Il medico che in questi casi dovrà essere interpellato è l’ortopedico, il quale sarà in grado di rimettere nella sede appropriata il capo articolare fuoriuscito evitando di compromettere ulteriormente i tessuti circostanti. La manovra di reinserimento del capo articolare potrebbe essere parecchio dolorosa, motivo per cui è possibile avvenga soltanto dopo aver somministrato al paziente una dose sufficiente di anestetico.

Una volta ridotta la lussazione, sarà la riabilitazione a riportare il paziente alla forma fisica pre-traumatica. A seconda dell’entità del trauma, potrebbe seguire un primo periodo di riposo assoluto in caso di traumi di grave entità; oppure, in casi di traumi più lievi, si potrebbe optare immediatamente per la mobilizzazione precoce dell’articolazione. È possibile che la mobilizzazione precoce sia accompagnata, durante l’attività riabilitativa, da dolori piuttosto intensi che, per essere tenuti sotto controllo, richiedono la somministrazione di antidolorifici orale o per infiltrazione.

Seguirà il periodo di riabilitazione vera e propria, al fine di far acquisire al paziente la mobilità perduta andando ad intervenire sul rafforzamento del tono muscolare.

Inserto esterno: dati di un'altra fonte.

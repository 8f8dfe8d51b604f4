//! HEXMC Core - Hex board model and win detection
//!
//! This crate provides the game-independent machinery for Hex:
//! - Weighted graph arena with dense vertex/edge ids
//! - Color-filtered shortest-path oracle (the win check)
//! - Kruskal minimum spanning tree (library capability)
//! - Board topology builder and coordinate mapping

pub mod board;
pub mod graph;
pub mod path;

// Re-exports for convenient access
pub use board::Board;
pub use graph::{Color, Edge, EdgeId, Graph, GraphError, Vertex, VertexId};
pub use path::{minimum_spanning_tree, PathFinder, SpanningTree};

Questa avviene tramite una serie di esercizi mirati per consentire ai muscoli di sostenere e sorreggere adeguatamente l’articolazione ancora in fase di guarigione.

Lussazioni: si possono prevenire?

Nonostante la maggior parte delle lussazioni sia causata da un evento assolutamente imprevedibile – come può essere quello traumatico – il modo per prevenire la lussazione, o almeno provare a prevenire, c’è: si chiama “potenziamento muscolare”. Con un’attività fisica costante e mirata al potenziamento, l’apparato muscolare andrà a sorreggere in maniera ottimale lo scheletro, accompagnando adeguatamente tutte le articolazioni nei loro movimenti, anche quelli più sconnessi e imprevedibili che porterebbero ad eventuale lussazione.